(DATASET RECORDS)

=-=-=-=-=

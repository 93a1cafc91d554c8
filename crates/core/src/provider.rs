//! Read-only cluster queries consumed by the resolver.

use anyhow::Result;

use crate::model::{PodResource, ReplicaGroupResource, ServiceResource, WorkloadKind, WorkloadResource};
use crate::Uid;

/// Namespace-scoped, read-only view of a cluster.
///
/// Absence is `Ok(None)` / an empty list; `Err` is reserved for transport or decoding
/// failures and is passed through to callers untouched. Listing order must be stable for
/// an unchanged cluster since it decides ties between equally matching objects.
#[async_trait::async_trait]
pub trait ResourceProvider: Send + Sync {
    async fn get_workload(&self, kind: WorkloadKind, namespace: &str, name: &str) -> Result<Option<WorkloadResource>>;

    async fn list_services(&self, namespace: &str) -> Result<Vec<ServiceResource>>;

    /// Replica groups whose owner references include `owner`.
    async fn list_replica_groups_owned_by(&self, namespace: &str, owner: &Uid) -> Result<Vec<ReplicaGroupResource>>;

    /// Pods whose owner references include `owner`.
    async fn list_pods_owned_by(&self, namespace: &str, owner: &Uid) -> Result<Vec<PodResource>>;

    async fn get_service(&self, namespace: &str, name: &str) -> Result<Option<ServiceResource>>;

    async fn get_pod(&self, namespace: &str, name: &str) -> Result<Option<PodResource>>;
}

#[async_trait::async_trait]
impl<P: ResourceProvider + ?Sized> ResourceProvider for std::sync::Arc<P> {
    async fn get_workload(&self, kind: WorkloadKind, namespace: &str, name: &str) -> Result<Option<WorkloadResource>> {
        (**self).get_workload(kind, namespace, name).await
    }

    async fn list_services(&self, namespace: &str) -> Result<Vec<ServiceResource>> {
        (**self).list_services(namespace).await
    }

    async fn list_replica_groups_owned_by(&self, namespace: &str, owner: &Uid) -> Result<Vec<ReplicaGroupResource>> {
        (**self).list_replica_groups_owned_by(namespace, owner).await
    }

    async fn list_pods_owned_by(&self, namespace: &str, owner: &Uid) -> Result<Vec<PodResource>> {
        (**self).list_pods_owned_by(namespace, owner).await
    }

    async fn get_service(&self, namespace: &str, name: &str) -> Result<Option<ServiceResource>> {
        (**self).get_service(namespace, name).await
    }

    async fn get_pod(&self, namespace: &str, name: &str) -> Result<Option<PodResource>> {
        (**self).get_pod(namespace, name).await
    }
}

=-=-=-=-=

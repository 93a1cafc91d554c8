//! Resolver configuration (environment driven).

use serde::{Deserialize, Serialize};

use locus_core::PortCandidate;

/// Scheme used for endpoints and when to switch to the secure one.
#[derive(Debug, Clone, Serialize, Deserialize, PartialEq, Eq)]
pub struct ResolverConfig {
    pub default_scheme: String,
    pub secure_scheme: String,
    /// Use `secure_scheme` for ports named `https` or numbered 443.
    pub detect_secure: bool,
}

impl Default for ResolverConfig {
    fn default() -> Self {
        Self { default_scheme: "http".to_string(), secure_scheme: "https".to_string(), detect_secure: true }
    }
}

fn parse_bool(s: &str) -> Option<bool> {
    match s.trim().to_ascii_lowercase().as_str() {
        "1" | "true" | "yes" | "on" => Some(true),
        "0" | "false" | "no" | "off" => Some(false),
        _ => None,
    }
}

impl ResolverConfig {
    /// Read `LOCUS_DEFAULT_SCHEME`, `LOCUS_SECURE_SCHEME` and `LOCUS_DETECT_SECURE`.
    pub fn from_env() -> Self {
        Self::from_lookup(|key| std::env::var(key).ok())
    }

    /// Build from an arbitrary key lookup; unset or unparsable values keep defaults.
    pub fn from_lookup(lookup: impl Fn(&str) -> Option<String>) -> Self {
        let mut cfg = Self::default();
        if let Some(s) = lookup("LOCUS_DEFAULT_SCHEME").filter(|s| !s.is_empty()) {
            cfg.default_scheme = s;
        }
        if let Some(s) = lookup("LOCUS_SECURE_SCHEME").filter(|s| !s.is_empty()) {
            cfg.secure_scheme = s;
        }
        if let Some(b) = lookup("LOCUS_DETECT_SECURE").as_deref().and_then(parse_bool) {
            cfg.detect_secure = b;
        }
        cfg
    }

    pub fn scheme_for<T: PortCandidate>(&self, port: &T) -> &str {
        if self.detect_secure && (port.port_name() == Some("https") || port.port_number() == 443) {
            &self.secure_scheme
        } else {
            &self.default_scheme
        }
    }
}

=-=-=-=-=

(WORK REQUEST)
Quote the listing above, but only from the line that shows "use anyhow::Result;" through the line that shows "pub trait ResourceProvider: Send".

(RESULT)
use anyhow::Result;

use crate::model::{PodResource, ReplicaGroupResource, ServiceResource, WorkloadKind, WorkloadResource};
use crate::Uid;

/// Namespace-scoped, read-only view of a cluster.
///
/// Absence is `Ok(None)` / an empty list; `Err` is reserved for transport or decoding
/// failures and is passed through to callers untouched. Listing order must be stable for
/// an unchanged cluster since it decides ties between equally matching objects.
#[async_trait::async_trait]
pub trait ResourceProvider: Send + Sync {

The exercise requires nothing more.